La ingeniera agrónoma y profesora de la cátedra de Botánica de la Facultad de Agronomía de la UNC, Adriana Bünzli, explica que se trata “de un arbusto de 0,50 a 2,50 m de alto, que presenta pies (o plantas) femeninos y masculinos, es decir se trata de una especie dioica. Florece al final de la primavera y los frutos caedizos permanecen en las plantas hasta enero. Como todas las especies del Monte es xerófita, está adaptada a vivir en ambientes secos”.

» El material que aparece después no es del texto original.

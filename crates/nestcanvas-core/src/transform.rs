//! Absolute coordinate transforms across the nested card hierarchy.
//!
//! Every card is a coordinate space for its children, so a card's absolute
//! placement is a fold over its ancestor chain: each step scales the local
//! offset by the parent's accumulated scale, adds the parent's header
//! (drawn at the scale of the parent's own parent), multiplies scales and
//! ANDs visibility with "parent not collapsed". All functions are pure and
//! O(depth).

use kurbo::Point;

use crate::error::TreeError;
use crate::geometry::AbsBox;
use crate::tree::{NodeId, NodeTree};

/// Resolved placement of a card in document-absolute coordinates.
#[derive(Debug, Clone, Copy, PartialEq)]
pub struct AbsoluteTransform {
    pub x: f64,
    pub y: f64,
    pub scale: f64,
    pub visible: bool,
}

impl AbsoluteTransform {
    /// The root's transform: origin, unit scale, visible.
    pub const IDENTITY: Self = Self {
        x: 0.0,
        y: 0.0,
        scale: 1.0,
        visible: true,
    };

    pub fn origin(&self) -> Point {
        Point::new(self.x, self.y)
    }
}

/// Ancestors of `id` ordered root-first, ending with `id` itself.
///
/// A missing parent is an orphan and is reported, not papered over with an
/// identity fallback: a silent fallback would hide data corruption.
pub fn ancestor_chain(tree: &NodeTree, id: NodeId) -> Result<Vec<NodeId>, TreeError> {
    let mut chain = vec![id];
    let mut current = tree.get_node(id)?;
    while let Some(parent_id) = current.parent {
        let parent = tree
            .node(parent_id)
            .ok_or(TreeError::OrphanNode {
                node: current.id,
                parent: parent_id,
            })?;
        chain.push(parent_id);
        if chain.len() > tree.node_count() {
            return Err(TreeError::ParentCycle(id));
        }
        current = parent;
    }
    chain.reverse();
    Ok(chain)
}

/// Absolute position, scale and visibility of a card.
pub fn absolute_transform(tree: &NodeTree, id: NodeId) -> Result<AbsoluteTransform, TreeError> {
    let chain = ancestor_chain(tree, id)?;
    let mut abs = AbsoluteTransform::IDENTITY;
    // Scale the current node's parent is drawn at; 1 for the root.
    let mut parent_scale = 1.0;
    for pair in chain.windows(2) {
        let parent = tree.get_node(pair[0])?;
        let child = tree.get_node(pair[1])?;
        let next = AbsoluteTransform {
            x: abs.x + child.x * abs.scale,
            y: abs.y + tree.header_height * parent_scale + child.y * abs.scale,
            scale: abs.scale * child.scale,
            visible: abs.visible && !parent.collapsed,
        };
        parent_scale = abs.scale;
        abs = next;
    }
    Ok(abs)
}

/// Header height of a card in absolute units.
pub fn absolute_header_height(tree: &NodeTree, id: NodeId) -> Result<f64, TreeError> {
    let node = tree.get_node(id)?;
    let parent_scale = match node.parent {
        Some(parent) => absolute_transform(tree, parent)?.scale,
        None => 1.0,
    };
    Ok(tree.header_height * parent_scale)
}

/// Absolute bounding box of a card.
pub fn absolute_box(tree: &NodeTree, id: NodeId) -> Result<AbsBox, TreeError> {
    let node = tree.get_node(id)?;
    let t = absolute_transform(tree, id)?;
    Ok(AbsBox::from_origin_size(
        t.origin(),
        node.width * t.scale,
        node.height * t.scale,
    ))
}

/// Convert a document-absolute point into `parent`'s content space.
///
/// Inverse of the child step of [`absolute_transform`]; used to place new
/// cards and to drag existing ones in their parent's coordinates.
pub fn to_local(tree: &NodeTree, parent: NodeId, point: Point) -> Result<Point, TreeError> {
    let t = absolute_transform(tree, parent)?;
    let node = tree.get_node(parent)?;
    let parent_scale = match node.parent {
        Some(grandparent) => absolute_transform(tree, grandparent)?.scale,
        None => 1.0,
    };
    Ok(Point::new(
        (point.x - t.x) / t.scale,
        (point.y - t.y - tree.header_height * parent_scale) / t.scale,
    ))
}
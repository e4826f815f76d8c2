//! Property-level operations and the change log record.
//!
//! A [`Change`] is one atomic, actor-attributed batch of [`Op`]s. `(actor,
//! seq)` is globally unique and totally ordered per actor; cross-actor
//! order is not guaranteed and consumers must not assume one.

use std::collections::HashSet;
use std::sync::Arc;

use serde::{Deserialize, Serialize};
use uuid::Uuid;

use crate::tree::{Color, Edge, EdgeId, Node, NodeId, NodeTree, Tag, TagId};

/// Peer-assigned actor identity.
pub type ActorId = u64;

/// Identity of a change.
///
/// The derived ordering compares `seq` before `actor`, which is also the
/// total order used for last-writer-wins conflict resolution.
#[derive(Debug, Clone, Copy, PartialEq, Eq, Hash, PartialOrd, Ord, Serialize, Deserialize)]
pub struct ChangeId {
    pub seq: u64,
    pub actor: ActorId,
}

/// A single authored property write on a card.
#[derive(Debug, Clone, PartialEq, Serialize, Deserialize)]
#[serde(tag = "field", rename_all = "snake_case")]
pub enum NodeField {
    Position { x: f64, y: f64 },
    Size { width: f64, height: f64 },
    Scale { scale: f64 },
    Collapsed { collapsed: bool },
    Title { title: String },
    Color { color: Color },
    BorderColor { color: Color },
    Image { image: Option<String> },
    File { file: Option<String> },
    Parent { parent: NodeId },
    Tags { tags: HashSet<TagId> },
}

impl NodeField {
    /// Stable field key used for same-field conflict detection.
    pub fn key(&self) -> &'static str {
        match self {
            NodeField::Position { .. } => "position",
            NodeField::Size { .. } => "size",
            NodeField::Scale { .. } => "scale",
            NodeField::Collapsed { .. } => "collapsed",
            NodeField::Title { .. } => "title",
            NodeField::Color { .. } => "color",
            NodeField::BorderColor { .. } => "border_color",
            NodeField::Image { .. } => "image",
            NodeField::File { .. } => "file",
            NodeField::Parent { .. } => "parent",
            NodeField::Tags { .. } => "tags",
        }
    }

    /// Read the current value of this field from a node.
    pub fn current(&self, node: &Node) -> NodeField {
        match self {
            NodeField::Position { .. } => NodeField::Position {
                x: node.x,
                y: node.y,
            },
            NodeField::Size { .. } => NodeField::Size {
                width: node.width,
                height: node.height,
            },
            NodeField::Scale { .. } => NodeField::Scale { scale: node.scale },
            NodeField::Collapsed { .. } => NodeField::Collapsed {
                collapsed: node.collapsed,
            },
            NodeField::Title { .. } => NodeField::Title {
                title: node.title.clone(),
            },
            NodeField::Color { .. } => NodeField::Color { color: node.color },
            NodeField::BorderColor { .. } => NodeField::BorderColor {
                color: node.border_color,
            },
            NodeField::Image { .. } => NodeField::Image {
                image: node.image.clone(),
            },
            NodeField::File { .. } => NodeField::File {
                file: node.file.clone(),
            },
            // Only non-root nodes are re-parented; validation guarantees a
            // parent is present here.
            NodeField::Parent { parent } => NodeField::Parent {
                parent: node.parent.unwrap_or(*parent),
            },
            NodeField::Tags { .. } => NodeField::Tags {
                tags: node.tags.clone(),
            },
        }
    }

    /// Write this field onto a node.
    pub fn apply(&self, node: &mut Node) {
        match self {
            NodeField::Position { x, y } => {
                node.x = *x;
                node.y = *y;
            }
            NodeField::Size { width, height } => {
                node.width = *width;
                node.height = *height;
            }
            NodeField::Scale { scale } => node.scale = *scale,
            NodeField::Collapsed { collapsed } => node.collapsed = *collapsed,
            NodeField::Title { title } => node.title = title.clone(),
            NodeField::Color { color } => node.color = *color,
            NodeField::BorderColor { color } => node.border_color = *color,
            NodeField::Image { image } => node.image = image.clone(),
            NodeField::File { file } => node.file = file.clone(),
            NodeField::Parent { parent } => node.parent = Some(*parent),
            NodeField::Tags { tags } => node.tags = tags.clone(),
        }
    }
}

/// One atomic mutation in the operation log.
#[derive(Debug, Clone, PartialEq, Serialize, Deserialize)]
#[serde(tag = "op", rename_all = "snake_case")]
pub enum Op {
    InsertNode { node: Node },
    RemoveNode { id: NodeId },
    SetNodeField { id: NodeId, value: NodeField },
    InsertEdge { edge: Edge },
    RemoveEdge { id: EdgeId },
    SetEdgeColor { id: EdgeId, color: Color },
    InsertTag { tag: Tag },
    RemoveTag { id: TagId },
    RenameTag { id: TagId, name: String },
    SetTagColor { id: TagId, color: Color },
}

impl Op {
    /// `(entity, field)` pair two ops conflict on when equal.
    ///
    /// Inserts and removes share an "existence" slot per entity so that a
    /// later re-insert supersedes an earlier remove and vice versa.
    pub fn conflict_key(&self) -> (Uuid, &'static str) {
        match self {
            Op::InsertNode { node } => (node.id.0, "existence"),
            Op::RemoveNode { id } => (id.0, "existence"),
            Op::SetNodeField { id, value } => (id.0, value.key()),
            Op::InsertEdge { edge } => (edge.id.0, "existence"),
            Op::RemoveEdge { id } => (id.0, "existence"),
            Op::SetEdgeColor { id, .. } => (id.0, "color"),
            Op::InsertTag { tag } => (tag.id.0, "existence"),
            Op::RemoveTag { id } => (id.0, "existence"),
            Op::RenameTag { id, .. } => (id.0, "name"),
            Op::SetTagColor { id, .. } => (id.0, "color"),
        }
    }
}

/// A committed batch of ops attributed to one actor.
#[derive(Debug, Clone, PartialEq, Serialize, Deserialize)]
pub struct Change {
    pub id: ChangeId,
    /// Human-readable action names ("add card", "move card") for history UI.
    pub action_names: Vec<String>,
    pub ops: Vec<Op>,
    /// Post-apply snapshot for fast history scrubbing. Local-only:
    /// receivers rebuild their own after merging.
    #[serde(skip)]
    pub snapshot: Option<Arc<NodeTree>>,
}
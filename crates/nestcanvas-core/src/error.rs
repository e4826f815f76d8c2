//! Error types shared across the core.

use thiserror::Error;

use crate::tree::{EdgeId, NodeId, TagId};

/// Broken tree invariants.
///
/// These indicate data corruption and are *reported*, never silently
/// repaired: automatic repair could discard user intent. Consumers surface
/// them as a repair action.
#[derive(Debug, Clone, PartialEq, Eq, Error)]
pub enum TreeError {
    #[error("node not found: {0}")]
    NodeNotFound(NodeId),
    #[error("node {node} references missing parent {parent}")]
    OrphanNode { node: NodeId, parent: NodeId },
    #[error("edge {edge} references missing node {node}")]
    DanglingEdge { edge: EdgeId, node: NodeId },
    #[error("parent chain of node {0} contains a cycle")]
    ParentCycle(NodeId),
}

/// Commit validation failures.
///
/// A failed commit leaves the authoritative tree untouched; the pending
/// batch is handed back to the caller so the transient preview can be
/// retried or discarded.
#[derive(Debug, Clone, PartialEq, Eq, Error)]
pub enum CommitError {
    #[error("session is read-only, commit rejected")]
    ReadOnly,
    #[error("empty batch")]
    EmptyBatch,
    #[error("op references missing node {0}")]
    MissingNode(NodeId),
    #[error("op references missing edge {0}")]
    MissingEdge(EdgeId),
    #[error("op references missing tag {0}")]
    MissingTag(TagId),
    #[error("node {0} already exists")]
    DuplicateNode(NodeId),
    #[error("edge {0} already exists")]
    DuplicateEdge(EdgeId),
    #[error("tag {0} already exists")]
    DuplicateTag(TagId),
    #[error("tag name {0:?} already in use")]
    DuplicateTagName(String),
    #[error("inserted node {0} must declare a parent")]
    ParentRequired(NodeId),
    #[error("node {node} cannot be removed while it has children")]
    NodeHasChildren { node: NodeId },
    #[error("node {node} cannot be removed while edges connect to it")]
    NodeHasEdges { node: NodeId },
    #[error("the root node cannot be removed or re-parented")]
    RootImmutable,
    #[error("re-parenting node {node} under {parent} would create a cycle")]
    WouldCycle { node: NodeId, parent: NodeId },
    #[error(transparent)]
    Tree(#[from] TreeError),
}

En las raíces de la zampa se ha comprobado la existencia de micorrizas (asociación simbiótica mutualista entre hongos y raíces las raíces). Esta planta posee, bajo condiciones naturales de campo, dos mecanismos de reproducción: asexual y sexual. La asexual se produce por tallos radicantes (tallos que al estar en contacto con el suelo emiten raíces), y con el tiempo los nuevos tallos enraizados se independizan de la planta madre. Este tipo de repoblación provoca la instalación de pequeños grupos de plantas todas de igual sexo. La reproducción sexual es por semillas, producido solo en los mantillos de plantas femeninas erradicadas.

“Como especie nativa presenta una excelente utilización del recurso hídrico. Es muy resistente a sequías, protege el suelo sombreándolo y contribuye a la economía de agua por disminución de la evaporación del suelo. Por otra parte, contribuye a la instalación del estrato herbáceo; por lo tanto, se trata de una especie conservadora del suelo y pionera en la sucesión vegetal”, explica.

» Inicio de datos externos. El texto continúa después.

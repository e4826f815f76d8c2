//! Pure geometry for connector anchors and containment tests.
//!
//! Everything here operates on already-resolved absolute boxes (see
//! [`crate::transform::absolute_box`]); nothing reads the tree. Degenerate
//! inputs (zero-size boxes, coincident points) clamp to a boundary point
//! instead of propagating NaN or infinity.

use kurbo::Point;

/// Axis-aligned box in document-absolute coordinates, stored as center and
/// half-extents.
#[derive(Debug, Clone, Copy, PartialEq)]
pub struct AbsBox {
    pub center: Point,
    pub half_width: f64,
    pub half_height: f64,
}

impl AbsBox {
    pub fn new(center: Point, half_width: f64, half_height: f64) -> Self {
        Self {
            center,
            half_width: half_width.max(0.0),
            half_height: half_height.max(0.0),
        }
    }

    /// Build from a top-left origin and full size.
    pub fn from_origin_size(origin: Point, width: f64, height: f64) -> Self {
        let hw = (width / 2.0).max(0.0);
        let hh = (height / 2.0).max(0.0);
        Self::new(Point::new(origin.x + hw, origin.y + hh), hw, hh)
    }

    pub fn left(&self) -> f64 {
        self.center.x - self.half_width
    }

    pub fn right(&self) -> f64 {
        self.center.x + self.half_width
    }

    pub fn top(&self) -> f64 {
        self.center.y - self.half_height
    }

    pub fn bottom(&self) -> f64 {
        self.center.y + self.half_height
    }

    pub fn top_center(&self) -> Point {
        Point::new(self.center.x, self.top())
    }

    /// Whether `other` lies fully inside `self` (inclusive bounds).
    pub fn contains_box(&self, other: &AbsBox) -> bool {
        self.left() <= other.left()
            && other.right() <= self.right()
            && self.top() <= other.top()
            && other.bottom() <= self.bottom()
    }
}

/// Axis-aligned overlap test, inclusive at the bounds.
pub fn boxes_intersect(a: &AbsBox, b: &AbsBox) -> bool {
    a.left() <= b.right() && b.left() <= a.right() && a.top() <= b.bottom() && b.top() <= a.bottom()
}

/// Inclusive containment test.
pub fn point_in_box(b: &AbsBox, p: Point) -> bool {
    b.left() <= p.x && p.x <= b.right() && b.top() <= p.y && p.y <= b.bottom()
}

/// Where the segment from `inside` (the center of a box with the given
/// half-extents) to `outside` crosses the box boundary.
///
/// The direction vector is scaled so its dominant-axis component exactly
/// reaches the matching half-extent; if the other axis then falls outside
/// the box the vector is re-scaled by that axis instead. Coincident points
/// and zero extents clamp to a boundary point.
pub fn intersect_line_and_box(
    inside: Point,
    outside: Point,
    half_width: f64,
    half_height: f64,
) -> Point {
    let hw = half_width.max(0.0);
    let hh = half_height.max(0.0);
    let dx = outside.x - inside.x;
    let dy = outside.y - inside.y;

    if dx == 0.0 && dy == 0.0 {
        // No direction to follow; clamp to the right edge.
        return Point::new(inside.x + hw, inside.y);
    }

    let (sx, sy) = if dx.abs() >= dy.abs() {
        let t = hw / dx.abs();
        if (dy * t).abs() <= hh {
            (dx.signum() * hw, dy * t)
        } else {
            // dy * t exceeded hh, so dy is non-zero here.
            let t = hh / dy.abs();
            (dx * t, dy.signum() * hh)
        }
    } else {
        let t = hh / dy.abs();
        if (dx * t).abs() <= hw {
            (dx * t, dy.signum() * hh)
        } else {
            let t = hw / dx.abs();
            (dx.signum() * hw, dy * t)
        }
    };

    Point::new(inside.x + sx, inside.y + sy)
}

/// Anchors for an edge between two non-nested cards: the center-to-center
/// segment, clipped to each box boundary.
pub fn edge_anchors(start: &AbsBox, end: &AbsBox) -> (Point, Point) {
    let a = intersect_line_and_box(start.center, end.center, start.half_width, start.half_height);
    let b = intersect_line_and_box(end.center, start.center, end.half_width, end.half_height);
    (a, b)
}

/// General connector entry point.
///
/// When one card is nested inside the other, a clipped center line would
/// degenerate (both centers inside the container), so the connector is
/// drawn vertically instead: from the contained card's top edge up to the
/// container's header edge, at the contained card's horizontal center.
/// Header heights are in absolute units.
pub fn connector_anchors(
    start: &AbsBox,
    start_header_height: f64,
    end: &AbsBox,
    end_header_height: f64,
) -> (Point, Point) {
    if end.contains_box(start) {
        let x = start.center.x;
        return (
            Point::new(x, start.top()),
            Point::new(x, end.top() + end_header_height),
        );
    }
    if start.contains_box(end) {
        let x = end.center.x;
        return (
            Point::new(x, start.top() + start_header_height),
            Point::new(x, end.top()),
        );
    }
    edge_anchors(start, end)
}

#[cfg(test)]
mod tests {
    use super::*;

    fn on_boundary(b: &AbsBox, p: Point) -> bool {
        let on_x = (p.x - b.left()).abs() < 1e-12 || (p.x - b.right()).abs() < 1e-12;
        let on_y = (p.y - b.top()).abs() < 1e-12 || (p.y - b.bottom()).abs() < 1e-12;
        (on_x && b.top() <= p.y && p.y <= b.bottom())
            || (on_y && b.left() <= p.x && p.x <= b.right())
    }

    #[test]
    fn test_boxes_intersect_inclusive() {
        let a = AbsBox::new(Point::new(0.0, 0.0), 10.0, 10.0);
        let b = AbsBox::new(Point::new(20.0, 0.0), 10.0, 10.0);
        // Touching edges count as intersecting.
        assert!(boxes_intersect(&a, &b));

        let c = AbsBox::new(Point::new(21.0, 0.0), 10.0, 10.0);
        assert!(!boxes_intersect(&a, &c));
    }

    #[test]
    fn test_point_in_box_inclusive() {
        let b = AbsBox::new(Point::new(0.0, 0.0), 5.0, 5.0);
        assert!(point_in_box(&b, Point::new(0.0, 0.0)));
        assert!(point_in_box(&b, Point::new(5.0, 5.0)));
        assert!(point_in_box(&b, Point::new(-5.0, 3.0)));
        assert!(!point_in_box(&b, Point::new(5.1, 0.0)));
    }

    #[test]
    fn test_intersection_lands_on_boundary() {
        let b = AbsBox::new(Point::new(0.0, 0.0), 10.0, 6.0);
        let directions = [
            Point::new(100.0, 0.0),
            Point::new(0.0, 100.0),
            Point::new(-30.0, 80.0),
            Point::new(55.0, -3.0),
            Point::new(17.0, 17.0),
            Point::new(-1.0, -90.0),
        ];
        for outside in directions {
            let p = intersect_line_and_box(b.center, outside, b.half_width, b.half_height);
            assert!(on_boundary(&b, p), "{outside:?} -> {p:?} not on boundary");
        }
    }

    #[test]
    fn test_intersection_pure_horizontal_and_vertical() {
        let p = intersect_line_and_box(Point::new(0.0, 0.0), Point::new(50.0, 0.0), 10.0, 6.0);
        assert_eq!(p, Point::new(10.0, 0.0));

        let p = intersect_line_and_box(Point::new(0.0, 0.0), Point::new(0.0, -50.0), 10.0, 6.0);
        assert_eq!(p, Point::new(0.0, -6.0));
    }

    #[test]
    fn test_intersection_rescales_by_other_axis() {
        // dx dominates in magnitude but the box is much wider than tall, so
        // the y half-extent is the binding constraint.
        let p = intersect_line_and_box(Point::new(0.0, 0.0), Point::new(40.0, 30.0), 100.0, 3.0);
        assert_eq!(p.y, 3.0);
        assert_eq!(p.x, 4.0);
    }

    #[test]
    fn test_intersection_degenerate_inputs() {
        // Coincident points clamp to the boundary.
        let p = intersect_line_and_box(Point::new(2.0, 3.0), Point::new(2.0, 3.0), 10.0, 6.0);
        assert_eq!(p, Point::new(12.0, 3.0));
        assert!(p.x.is_finite() && p.y.is_finite());

        // Zero-size box collapses to its center.
        let p = intersect_line_and_box(Point::new(2.0, 3.0), Point::new(50.0, 3.0), 0.0, 0.0);
        assert_eq!(p, Point::new(2.0, 3.0));
    }

    #[test]
    fn test_edge_anchors_clip_both_ends() {
        let a = AbsBox::new(Point::new(0.0, 0.0), 10.0, 10.0);
        let b = AbsBox::new(Point::new(100.0, 0.0), 20.0, 10.0);
        let (pa, pb) = edge_anchors(&a, &b);
        assert_eq!(pa, Point::new(10.0, 0.0));
        assert_eq!(pb, Point::new(80.0, 0.0));
    }

    #[test]
    fn test_connector_containment_anchor_independent_of_inner_size() {
        let container = AbsBox::new(Point::new(0.0, 0.0), 100.0, 80.0);
        let header = 12.0;

        // Two nested cards of very different sizes, both horizontally
        // centered in the container.
        for half in [5.0, 40.0] {
            let inner = AbsBox::new(Point::new(0.0, 20.0), half, half / 2.0);
            let (from, to) = connector_anchors(&inner, 4.0, &container, header);
            // Container anchor: its top-center, offset down by its header.
            assert_eq!(to, Point::new(0.0, container.top() + header));
            // Contained anchor: its own top edge, same x.
            assert_eq!(from, Point::new(0.0, inner.top()));
        }
    }

    #[test]
    fn test_connector_containment_reversed() {
        let container = AbsBox::new(Point::new(0.0, 0.0), 100.0, 80.0);
        let inner = AbsBox::new(Point::new(10.0, 20.0), 8.0, 6.0);
        let (from, to) = connector_anchors(&container, 12.0, &inner, 4.0);
        assert_eq!(from, Point::new(10.0, container.top() + 12.0));
        assert_eq!(to, Point::new(10.0, inner.top()));
    }

    #[test]
    fn test_connector_falls_back_to_edge_anchors() {
        let a = AbsBox::new(Point::new(0.0, 0.0), 10.0, 10.0);
        let b = AbsBox::new(Point::new(100.0, 0.0), 10.0, 10.0);
        assert_eq!(connector_anchors(&a, 4.0, &b, 4.0), edge_anchors(&a, &b));
    }
}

Esta planta está en fruto. Primero ocurre la floración y luego la frutctificación


La cobertura de la zampa incrementa considerablemente la permeabilidad del suelo y el drenaje en la superficie, permitiendo la reconstitución del tapiz herbáceo. Están particularmente indicadas para la fijación de suelos y terrenos erosionables con pendiente. “Es ideal para la fijación de médanos vivos”, acota la experta. En general esta especie es muy recomendable para utilizar en proyectos de recuperación de áreas del Monte.

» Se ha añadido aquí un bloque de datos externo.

impl DocumentEngine {
    /// Create an engine for a fresh document. Actor identity and write
    /// permission are explicit context, not ambient state.
    pub fn new(actor: ActorId, writeable: bool) -> Self {
        Self::with_tree(NodeTree::new(), actor, writeable)
    }

    /// Create an engine around an existing tree (loaded or received).
    pub fn with_tree(tree: NodeTree, actor: ActorId, writeable: bool) -> Self {
        Self {
            tree,
            actor,
            next_seq: 1,
            log: Vec::new(),
            applied: HashMap::new(),
            holdback: HashMap::new(),
            field_writers: HashMap::new(),
            undo_stack: Vec::new(),
            redo_stack: Vec::new(),
            sync: SyncSession::new(writeable),
        }
    }

    /// Read access to the authoritative tree. All writes go through
    /// [`DocumentEngine::commit`].
    pub fn tree(&self) -> &NodeTree {
        &self.tree
    }

    pub fn actor(&self) -> ActorId {
        self.actor
    }

    pub fn sync(&self) -> &SyncSession {
        &self.sync
    }

    pub fn sync_mut(&mut self) -> &mut SyncSession {
        &mut self.sync
    }

    pub fn connection_state(&self) -> ConnectionState {
        self.sync.state()
    }

    pub fn is_writeable(&self) -> bool {
        self.sync.is_writeable()
    }

    // --- Local commits ---

    /// Atomically apply a batch of ops as one change.
    ///
    /// Validation runs against a scratch clone; if any op is invalid the
    /// authoritative tree is untouched and the whole batch comes back in
    /// the failure. On success the change is logged with a post-apply
    /// snapshot and queued for the sync service.
    pub fn commit(
        &mut self,
        ops: Vec<Op>,
        action_names: Vec<String>,
    ) -> Result<ChangeId, CommitFailure> {
        let forward_ops = ops.clone();
        let (id, inverse_ops) = self.commit_internal(ops, action_names.clone())?;

        self.undo_stack.push(UndoEntry {
            action_names,
            forward_ops,
            inverse_ops,
        });
        if self.undo_stack.len() > MAX_UNDO_HISTORY {
            self.undo_stack.remove(0);
        }
        self.redo_stack.clear();
        Ok(id)
    }

    /// Shared commit core: validates, applies, logs and queues. Returns the
    /// new change id and the inverse ops. Does not touch the undo/redo
    /// stacks (undo and redo reuse it).
    fn commit_internal(
        &mut self,
        ops: Vec<Op>,
        action_names: Vec<String>,
    ) -> Result<(ChangeId, Vec<Op>), CommitFailure> {
        if !self.sync.is_writeable() {
            return Err(CommitFailure {
                ops,
                action_names,
                error: CommitError::ReadOnly,
            });
        }
        if ops.is_empty() {
            return Err(CommitFailure {
                ops,
                action_names,
                error: CommitError::EmptyBatch,
            });
        }

        let mut scratch = self.tree.clone();
        let mut per_op_inverses = Vec::with_capacity(ops.len());
        for op in &ops {
            match apply_op(&mut scratch, op) {
                Ok(inverse) => per_op_inverses.push(inverse),
                Err(error) => {
                    return Err(CommitFailure {
                        ops,
                        action_names,
                        error,
                    });
                }
            }
        }

        let id = ChangeId {
            seq: self.next_seq,
            actor: self.actor,
        };
        self.next_seq += 1;
        self.tree = scratch;
        self.applied.insert(self.actor, id.seq);
        for op in &ops {
            self.field_writers.insert(op.conflict_key(), id);
        }
        // Later ops are reverted first.
        let inverse_ops: Vec<Op> = per_op_inverses.into_iter().rev().flatten().collect();

        let change = Change {
            id,
            action_names,
            ops,
            snapshot: Some(Arc::new(self.tree.clone())),
        };
        self.sync.queue_change(&change);
        self.log.push(change);
        Ok((id, inverse_ops))
    }

    // --- Undo/redo ---

    pub fn can_undo(&self) -> bool {
        !self.undo_stack.is_empty()
    }

    pub fn can_redo(&self) -> bool {
        !self.redo_stack.is_empty()
    }

    /// Undo the most recent local commit by committing its inverse ops.
    /// Returns false when there is nothing to undo or the session is
    /// read-only.
    pub fn undo(&mut self) -> bool {
        let Some(entry) = self.undo_stack.pop() else {
            return false;
        };
        match self.commit_internal(entry.inverse_ops.clone(), vec!["undo".to_string()]) {
            Ok(_) => {
                self.redo_stack.push(entry);
                true
            }
            Err(failure) => {
                log::warn!("undo failed: {}", failure.error);
                self.undo_stack.push(entry);
                false
            }
        }
    }

    /// Redo the most recently undone commit.
    pub fn redo(&mut self) -> bool {
        let Some(entry) = self.redo_stack.pop() else {
            return false;
        };
        match self.commit_internal(entry.forward_ops.clone(), entry.action_names.clone()) {
            Ok(_) => {
                self.undo_stack.push(entry);
                true
            }
            Err(failure) => {
                log::warn!("redo failed: {}", failure.error);
                self.redo_stack.push(entry);
                false
            }
        }
    }

    // --- Merge ---

    /// Merge a change from a remote peer.
    ///
    /// Idempotent by `(actor, seq)`; per-actor issuing order is enforced
    /// with a holdback buffer. Any applied remote change invalidates the
    /// local undo/redo stacks: replaying stale intent on top of merged
    /// history could resurrect state the peer already moved past.
    pub fn merge(&mut self, change: Change) -> MergeOutcome {
        let ChangeId { seq, actor } = change.id;
        if actor == self.actor {
            // Our own change echoed back; it was applied optimistically.
            self.sync.finish_sync_round(true);
            return MergeOutcome::AlreadyApplied;
        }

        let next = self.applied.get(&actor).copied().unwrap_or(0) + 1;
        if seq < next {
            self.sync.finish_sync_round(true);
            return MergeOutcome::AlreadyApplied;
        }
        if seq > next {
            log::debug!("merge: holding back change {seq} from actor {actor} (expected {next})");
            self.holdback.entry(actor).or_default().insert(seq, change);
            return MergeOutcome::Deferred;
        }

        self.apply_remote(change);
        loop {
            let next_seq = self.applied.get(&actor).copied().unwrap_or(0) + 1;
            let buffered = self
                .holdback
                .get_mut(&actor)
                .and_then(|m| m.remove(&next_seq));
            match buffered {
                Some(change) => self.apply_remote(change),
                None => break,
            }
        }
        self.sync.finish_sync_round(true);
        MergeOutcome::Applied
    }

    fn apply_remote(&mut self, change: Change) {
        let id = change.id;
        for op in &change.ops {
            let key = op.conflict_key();
            if let Some(winner) = self.field_writers.get(&key) {
                if *winner > id {
                    // A later write in the total order owns this field.
                    continue;
                }
            }
            match apply_op(&mut self.tree, op) {
                Ok(_) => {
                    self.field_writers.insert(key, id);
                }
                Err(e) => log::warn!("merge: skipping op that no longer applies: {e}"),
            }
        }
        self.applied.insert(id.actor, id.seq);
        self.log.push(Change {
            snapshot: Some(Arc::new(self.tree.clone())),
            ..change
        });
        self.undo_stack.clear();
        self.redo_stack.clear();
    }

    /// Feed an inbound frame through the session, merging any change it
    /// carries.
    pub fn handle_message(&mut self, json: &str) -> Option<SyncEvent> {
        let event = self.sync.handle_message(json)?;
        if let SyncEvent::ChangeReceived { change, .. } = &event {
            self.merge(change.clone());
        }
        Some(event)
    }

    // --- History ---

    pub fn change_log(&self) -> &[Change] {
        &self.log
    }

    /// Post-apply snapshot of a logged change, for history scrubbing.
    pub fn history_snapshot(&self, id: ChangeId) -> Option<Arc<NodeTree>> {
        self.log
            .iter()
            .rev()
            .find(|c| c.id == id)
            .and_then(|c| c.snapshot.clone())
    }
}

La Atriplex pueden cultivarse en suelos pobres, calcáreos, yesosos, arenosos y pedregosos; pero prefiere los suelos profundos y sitios con lluvias de 150 milímetros anuales como mínimo.

Las hojas tiernas de la zampa son aptas para el consumo humano porque corresponde a la misma familia botánica que la quinoa, acelga, espinaca y/o remolacha. “Sus hojas miden entre 10 y 30 mm; son subsésiles (con pecíolos cortos) o pecioladas. La lámina foliar es oblonga, con forma de pluma, plegadas sobre el nervio central y con el eje arqueado. Su follaje es perenne y de color amarillento o ceniciento, lo que la convierte en una especie con gran potencial en xerojardinería que, al combinarla con especies de follaje verde, se pueden lograr hermosas composiciones. Su color gris característico es debido a la presencia de una gran cantidad de pelos epidérmicos que acumulan sales provenientes del suelo”, explica la profesional.

Los frutos de la zampa, de un tamaño muy pequeño.


Los frutos son acompañados de hojas denominadas brácteas, que generalmente son amarillentas y ocasionalmente de color rosado, rojo o violáceo. La zampa florece al final de la primavera y presenta plantas con flores femeninas y plantas con flores masculinas muy poco vistosas. Las flores femeninas están acompañadas de brácteas ; y las masculinas están reunidas en inflorescencias, por este motivo en la época de fructificación observamos algunas plantas que tienen frutos y otras no. “Se trata de una especie sumamente plástica que suele formar comunidades casi puras denominadas zampales”, comentó Bünzli.


Características notables



Es una planta forrajera, o sea, es comestible con un alto valor nutritivo; y está disponible para ser consumida por los animales. La zampa es una fuente interesante durante el invierno, más que otras especies, cuando disminuye los pastos y muestra una alta estabilidad frente a la presión de pastoreo. Por otra parte, la buena digestibilidad y alto contenido proteico presenta la desventaja de que es salada y su consumo provoca más sed a los animales.